* **Exercise objective**:
What you return must match the records exactly, line for line.

* **Records supplied**:
//! Pricing service for order normalization.
//!
//! This module ties the pipeline together: validation, mode decision,
//! per-line resolution, bucket aggregation, discount distribution and totals.
//! It is pure business logic with no I/O.

use rust_decimal::Decimal;
use vatsplit_shared::PricingConfig;
use vatsplit_shared::types::percent_factor;

use super::buckets;
use super::canonicalizer::{self, ResolvedLine};
use super::discount;
use super::error::PricingError;
use super::rounding::Rounding;
use super::types::{CanonicalOrder, MoneyRow, OrderInput, OrderTotals, PriceMode, VatBucket};
use super::validation;

/// Pricing service for order normalization.
///
/// Every call works on the caller's order alone and returns new values;
/// orders can be normalized concurrently without coordination.
pub struct PricingService;

impl PricingService {
    /// Validate an order, reporting every problem at once.
    ///
    /// # Errors
    ///
    /// Returns `PricingError::InvalidSpecification` listing every violation.
    pub fn validate(order: &OrderInput) -> Result<(), PricingError> {
        validation::validate_order(order)
    }

    /// Decide the order-wide mode from its rows, fees and fixed discounts.
    #[must_use]
    pub fn determine_mode(order: &OrderInput) -> PriceMode {
        canonicalizer::determine_mode(&order.lines, &order.discounts)
    }

    /// Return the opposite mode, used once by the retry protocol.
    #[must_use]
    pub const fn flip(mode: PriceMode) -> PriceMode {
        mode.flip()
    }

    /// Normalize an order into canonical rows.
    ///
    /// # Errors
    ///
    /// See [`PricingService::canonicalize_with_mode`].
    pub fn canonicalize(
        order: &OrderInput,
        config: &PricingConfig,
    ) -> Result<CanonicalOrder, PricingError> {
        Self::canonicalize_with_mode(order, config, None)
    }

    /// Normalize an order, optionally forcing its mode.
    ///
    /// Steps:
    /// 1. Validates every line and discount (batch)
    /// 2. Decides the mode, unless `forced` is given
    /// 3. Resolves each line's missing price field
    /// 4. Aggregates order rows into VAT buckets
    /// 5. Distributes each discount over the buckets
    /// 6. Calculates totals from the rounded rows
    ///
    /// Rows come out as order rows, then fees, then discount rows, each group
    /// in input order.
    ///
    /// # Arguments
    ///
    /// * `order` - The order to normalize
    /// * `config` - Rounding precision and VAT rate tolerance
    /// * `forced` - Mode to use instead of the decided one
    ///
    /// # Errors
    ///
    /// Returns `PricingError::InvalidSpecification` if any line or discount is
    /// invalid or an amount does not fit in a `Decimal`, or
    /// `PricingError::NoVatBucketsAvailable` if a rate-less fixed discount has
    /// no order rows to split over.
    pub fn canonicalize_with_mode(
        order: &OrderInput,
        config: &PricingConfig,
        forced: Option<PriceMode>,
    ) -> Result<CanonicalOrder, PricingError> {
        // 1. Validate
        Self::validate(order)?;

        // 2. Decide mode
        let decided = Self::determine_mode(order);
        let mode = forced.unwrap_or(decided);
        tracing::debug!(
            ?mode,
            ?decided,
            forced = forced.is_some(),
            lines = order.lines.len(),
            discounts = order.discounts.len(),
            "Decided VAT mode"
        );

        // 3. Resolve lines
        let rounding = Rounding::from_config(config);
        let resolved = canonicalizer::resolve_lines(&order.lines, order.precedence)?;
        let mut rows = canonicalizer::canonical_rows(&resolved, mode, &rounding);

        // 4. Buckets
        let buckets = Self::buckets(&resolved, config)?;

        // 5. Discounts
        for item in &order.discounts {
            rows.extend(discount::distribute(
                item,
                &buckets,
                mode,
                order.precedence,
                &rounding,
            )?);
        }

        // 6. Totals
        let totals = Self::calculate_totals(&rows, &rounding)?;

        tracing::info!(
            ?mode,
            rows = rows.len(),
            total_ex_vat = %totals.total_ex_vat,
            total_inc_vat = %totals.total_inc_vat,
            "Canonical order produced"
        );

        Ok(CanonicalOrder {
            mode,
            forced: forced.is_some(),
            rows,
            totals,
        })
    }

    /// Aggregate an order's rows into VAT buckets.
    ///
    /// # Errors
    ///
    /// Returns `PricingError::InvalidSpecification` if any line is invalid or
    /// a bucket sum does not fit in a `Decimal`.
    pub fn vat_buckets(
        order: &OrderInput,
        config: &PricingConfig,
    ) -> Result<Vec<VatBucket>, PricingError> {
        Self::validate(order)?;
        let resolved = canonicalizer::resolve_lines(&order.lines, order.precedence)?;
        Self::buckets(&resolved, config)
    }

    fn buckets(
        resolved: &[ResolvedLine<'_>],
        config: &PricingConfig,
    ) -> Result<Vec<VatBucket>, PricingError> {
        buckets::aggregate(resolved, config.vat_rate_tolerance)
    }

    /// Calculate order totals from finalized rows.
    ///
    /// Each row total is `price × quantity × (1 − discount%)` in the row's
    /// mode, converted to the other basis with the row's rate; both sides are
    /// rounded per row before summing.
    ///
    /// # Errors
    ///
    /// Returns `PricingError::InvalidSpecification` with
    /// `ViolationKind::AmountOutOfRange` if a total does not fit in a
    /// `Decimal`.
    pub fn calculate_totals(
        rows: &[MoneyRow],
        rounding: &Rounding,
    ) -> Result<OrderTotals, PricingError> {
        let mut total_ex_vat = Decimal::ZERO;
        let mut total_inc_vat = Decimal::ZERO;

        for row in rows {
            let (ex, inc) = row_amounts(row).ok_or_else(PricingError::out_of_range)?;
            total_ex_vat = total_ex_vat
                .checked_add(rounding.round(ex))
                .ok_or_else(PricingError::out_of_range)?;
            total_inc_vat = total_inc_vat
                .checked_add(rounding.round(inc))
                .ok_or_else(PricingError::out_of_range)?;
        }

        Ok(OrderTotals {
            total_ex_vat,
            total_vat: total_inc_vat
                .checked_sub(total_ex_vat)
                .ok_or_else(PricingError::out_of_range)?,
            total_inc_vat,
        })
    }
}

/// Ex and inc VAT totals of one row, unrounded.
fn row_amounts(row: &MoneyRow) -> Option<(Decimal, Decimal)> {
    let line = row
        .price_per_unit
        .checked_mul(row.quantity)?
        .checked_mul(Decimal::ONE - row.discount_percent / Decimal::ONE_HUNDRED)?;
    let factor = percent_factor(row.vat_percent);
    match row.mode() {
        PriceMode::ExVat => Some((line, line.checked_mul(factor)?)),
        PriceMode::IncVat => Some((line.checked_div(factor)?, line)),
    }
}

* **Solution to this problem**:
//! Pricing service for order normalization.
//!
//! This module ties the pipeline together: validation, mode decision,
//! per-line resolution, bucket aggregation, discount distribution and totals.
//! It is pure business logic with no I/O.

use rust_decimal::Decimal;
use vatsplit_shared::PricingConfig;
use vatsplit_shared::types::percent_factor;

use super::buckets;
use super::canonicalizer::{self, ResolvedLine};
use super::discount;
use super::error::PricingError;
use super::rounding::Rounding;
use super::types::{CanonicalOrder, MoneyRow, OrderInput, OrderTotals, PriceMode, VatBucket};
use super::validation;

/// Pricing service for order normalization.
///
/// Every call works on the caller's order alone and returns new values;
/// orders can be normalized concurrently without coordination.
pub struct PricingService;

impl PricingService {
    /// Validate an order, reporting every problem at once.
    ///
    /// # Errors
    ///
    /// Returns `PricingError::InvalidSpecification` listing every violation.
    pub fn validate(order: &OrderInput) -> Result<(), PricingError> {
        validation::validate_order(order)
    }

    /// Decide the order-wide mode from its rows, fees and fixed discounts.
    #[must_use]
    pub fn determine_mode(order: &OrderInput) -> PriceMode {
        canonicalizer::determine_mode(&order.lines, &order.discounts)
    }

    /// Return the opposite mode, used once by the retry protocol.
    #[must_use]
    pub const fn flip(mode: PriceMode) -> PriceMode {
        mode.flip()
    }

    /// Normalize an order into canonical rows.
    ///
    /// # Errors
    ///
    /// See [`PricingService::canonicalize_with_mode`].
    pub fn canonicalize(
        order: &OrderInput,
        config: &PricingConfig,
    ) -> Result<CanonicalOrder, PricingError> {
        Self::canonicalize_with_mode(order, config, None)
    }

    /// Normalize an order, optionally forcing its mode.
    ///
    /// Steps:
    /// 1. Validates every line and discount (batch)
    /// 2. Decides the mode, unless `forced` is given
    /// 3. Resolves each line's missing price field
    /// 4. Aggregates order rows into VAT buckets
    /// 5. Distributes each discount over the buckets
    /// 6. Calculates totals from the rounded rows
    ///
    /// Rows come out as order rows, then fees, then discount rows, each group
    /// in input order.
    ///
    /// # Arguments
    ///
    /// * `order` - The order to normalize
    /// * `config` - Rounding precision and VAT rate tolerance
    /// * `forced` - Mode to use instead of the decided one
    ///
    /// # Errors
    ///
    /// Returns `PricingError::InvalidSpecification` if any line or discount is
    /// invalid or an amount does not fit in a `Decimal`, or
    /// `PricingError::NoVatBucketsAvailable` if a rate-less fixed discount has
    /// no order rows to split over.
    pub fn canonicalize_with_mode(
        order: &OrderInput,
        config: &PricingConfig,
        forced: Option<PriceMode>,
    ) -> Result<CanonicalOrder, PricingError> {
        // 1. Validate
        Self::validate(order)?;

        // 2. Decide mode
        let decided = Self::determine_mode(order);
        let mode = forced.unwrap_or(decided);
        tracing::debug!(
            ?mode,
            ?decided,
            forced = forced.is_some(),
            lines = order.lines.len(),
            discounts = order.discounts.len(),
            "Decided VAT mode"
        );

        // 3. Resolve lines
        let rounding = Rounding::from_config(config);
        let resolved = canonicalizer::resolve_lines(&order.lines, order.precedence)?;
        let mut rows = canonicalizer::canonical_rows(&resolved, mode, &rounding);

        // 4. Buckets
        let buckets = Self::buckets(&resolved, config)?;

        // 5. Discounts
        for item in &order.discounts {
            rows.extend(discount::distribute(
                item,
                &buckets,
                mode,
                order.precedence,
                &rounding,
            )?);
        }

        // 6. Totals
        let totals = Self::calculate_totals(&rows, &rounding)?;

        tracing::info!(
            ?mode,
            rows = rows.len(),
            total_ex_vat = %totals.total_ex_vat,
            total_inc_vat = %totals.total_inc_vat,
            "Canonical order produced"
        );

        Ok(CanonicalOrder {
            mode,
            forced: forced.is_some(),
            rows,
            totals,
        })
    }

    /// Aggregate an order's rows into VAT buckets.
    ///
    /// # Errors
    ///
    /// Returns `PricingError::InvalidSpecification` if any line is invalid or
    /// a bucket sum does not fit in a `Decimal`.
    pub fn vat_buckets(
        order: &OrderInput,
        config: &PricingConfig,
    ) -> Result<Vec<VatBucket>, PricingError> {
        Self::validate(order)?;
        let resolved = canonicalizer::resolve_lines(&order.lines, order.precedence)?;
        Self::buckets(&resolved, config)
    }

    fn buckets(
        resolved: &[ResolvedLine<'_>],
        config: &PricingConfig,
    ) -> Result<Vec<VatBucket>, PricingError> {
        buckets::aggregate(resolved, config.vat_rate_tolerance)
    }

    /// Calculate order totals from finalized rows.
    ///
    /// Each row total is `price × quantity × (1 − discount%)` in the row's
    /// mode, converted to the other basis with the row's rate; both sides are
    /// rounded per row before summing.
    ///
    /// # Errors
    ///
    /// Returns `PricingError::InvalidSpecification` with
    /// `ViolationKind::AmountOutOfRange` if a total does not fit in a
    /// `Decimal`.
    pub fn calculate_totals(
        rows: &[MoneyRow],
        rounding: &Rounding,
    ) -> Result<OrderTotals, PricingError> {
        let mut total_ex_vat = Decimal::ZERO;
        let mut total_inc_vat = Decimal::ZERO;

        for row in rows {
            let (ex, inc) = row_amounts(row).ok_or_else(PricingError::out_of_range)?;
            total_ex_vat = total_ex_vat
                .checked_add(rounding.round(ex))
                .ok_or_else(PricingError::out_of_range)?;
            total_inc_vat = total_inc_vat
                .checked_add(rounding.round(inc))
                .ok_or_else(PricingError::out_of_range)?;
        }

        Ok(OrderTotals {
            total_ex_vat,
            total_vat: total_inc_vat
                .checked_sub(total_ex_vat)
                .ok_or_else(PricingError::out_of_range)?,
            total_inc_vat,
        })
    }
}

/// Ex and inc VAT totals of one row, unrounded.
fn row_amounts(row: &MoneyRow) -> Option<(Decimal, Decimal)> {
    let line = row
        .price_per_unit
        .checked_mul(row.quantity)?
        .checked_mul(Decimal::ONE - row.discount_percent / Decimal::ONE_HUNDRED)?;
    let factor = percent_factor(row.vat_percent);
    match row.mode() {
        PriceMode::ExVat => Some((line, line.checked_mul(factor)?)),
        PriceMode::IncVat => Some((line.checked_div(factor)?, line)),
    }
}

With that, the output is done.